On a O em5 and two O epl1 bodies.  No problems.


----------



## Ron Evers (Feb 9, 2014)

One caution, Panny corrects it's lenses for CA in body but a Pany lens on Oly body is not corrected.  The must have Pany 14/2.5 is bad for purple fringing but this can be managed by using a skylight 1B filter.


----------



## pixmedic (Feb 10, 2014)

I guess I am going to have to start looking online for used oly and panny lenses. 
It's very cool to have so many lens options for the epl5.


----------



## bif (Feb 16, 2014)

minicoop1985 said:


> From what I understand, the whole 4/3 lens lineup (sans image-stabilized Panasonic, I think) can be adapted to work on these too. Very nice!
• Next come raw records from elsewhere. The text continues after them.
use super::state::{ConvertPanelState, DropTarget};
use crate::convert::{base_dir_of, convert, Conversion, ConvertError};
use crate::gui::widgets::{DropEntry, DropPayload};
use crate::render::Renderer;
use std::path::{Path, PathBuf};

/// Picks the region a dropped item belongs to. The first of the hovered
/// region and the region matching the item's kind that would accept it
/// wins. When neither accepts, the item goes to the hovered region, or the
/// kind's region, so the rejection shows up there.
///
/// The pointer position is unreliable during OS drags, so a region only wins
/// on hover when it actually takes the item.
pub fn drop_target(state: &ConvertPanelState, entry: &DropEntry, hovered: Option<DropTarget>) -> DropTarget {
    let by_kind = DropTarget::classify(entry);
    hovered
        .into_iter()
        .chain(Some(by_kind))
        .find(|target| state.picker(*target).accepts(entry))
        .or(hovered)
        .unwrap_or(by_kind)
}

/// Hands a drop to the picker chosen by [`drop_target`].
pub fn route_drop(state: &mut ConvertPanelState, payload: &DropPayload, hovered: Option<DropTarget>) -> Option<DropTarget> {
    let entry = payload.first()?;
    let target = drop_target(state, entry, hovered);

    match state.picker_mut(target).accept_drop(payload) {
        Ok(_) => tracing::debug!(?target, "Accepted drop"),
        Err(e) => tracing::debug!(?target, reason = %e, "Rejected drop"),
    }
    Some(target)
}

/// Runs a conversion and reports the outcome on the status line. Returns the
/// written file on success.
pub fn run_conversion<R, P>(state: &mut ConvertPanelState, renderer: &R, prompt_output: P) -> Option<PathBuf>
where
    R: Renderer + ?Sized,
    P: FnOnce(&Path) -> Option<PathBuf>,
{
    match convert(renderer, &state.inputs(), prompt_output) {
        Ok(Conversion::Written(output)) => {
            state.status.set_success(format!("PDF created: {}", output.display()));
            state.last_output = Some(output.clone());
            Some(output)
        }
        Ok(Conversion::Cancelled) => None,
        Err(e @ ConvertError::MissingInput) => {
            state.status.set_warning(e.to_string());
            None
        }
        Err(e) => {
            tracing::error!(error = %e, "Conversion failed");
            state.status.set_error(format!("Error: {}", e));
            None
        }
    }
}

pub fn prompt_output(start_dir: Option<&Path>, html: &Path) -> Option<PathBuf> {
    rfd::FileDialog::new()
        .set_title("Save PDF As")
        .set_directory(start_dir.unwrap_or(base_dir_of(html)))
        .set_file_name("output.pdf")
        .add_filter("PDF files", &["pdf"])
        .save_file()
}

pub fn open_output(state: &mut ConvertPanelState, output: &Path) {
    if let Err(e) = open::that(output) {
        tracing::warn!(path = %output.display(), error = %e, "Failed to open PDF");
        state.status.set_error(format!("Error: could not open {}: {}", output.display(), e));
    }
}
If there is an IS on/off switch you simply turn it off.  If none exists the camera will turn it off and in both cases the in body sensor shift IS will function just fine.


----------



## bif (Feb 16, 2014)

usayit said:


> Congratulations...  Great kit to dabble into the system.   The best stuff in micro 43 IMO is in the primes and selection of camera bodies.



YES!

The primes (some of which are TINY) are outstanding.  Especially the 20mm f1.7, 45mm f1.8, and 75mm f1.8!   Plus Olympus has just come out with a 25mm f1.8 (I have the Pan/Leica 25mm f1.4 but both should be superb).

The Olympus and Panasonic lens lineup beats anything the other guys have and it all fits and works on all Panasonic and Olympus bodies!

And definitely get either the VF2 or VF4 external viewfinders.  The lower cost VF2 is an amazing performer, I had one.


----------



## pixmedic (Feb 16, 2014)

What's the difference between the oly 40-150 f4-5.6 and the 40-150 f3.5-4.5 besides the aperture differences? 
Which one is better for the E-PL5?


----------



## Ron Evers (Feb 16, 2014)

pixmedic said:


> What's the difference between the oly 40-150 f4-5.6 and the 40-150 f3.5-4.5 besides the aperture differences?
> Which one is better for the E-PL5?



Be careful looking @ Oly lenses that they are M Zuiko.  M meaning they are for m4/3 cameras.


----------



## usayit (Feb 16, 2014)

pixmedic said:


> What's the difference between the oly 40-150 f4-5.6 and the 40-150 f3.5-4.5 besides the aperture differences?
> Which one is better for the E-PL5?



I believe the 40-150 f/3.5-4.5 is a standard 4/3rds mount.   The 40-150 f/4-5.6 came in both standard and MICRO 4/3rds mount.   What you want is a the micro 4/3rds mount version.   The standard 4/3rds mount is usable on a micro 4/3rds camera but you need an adapter.  As Ron said, look for "M Zuiko" markings.


----------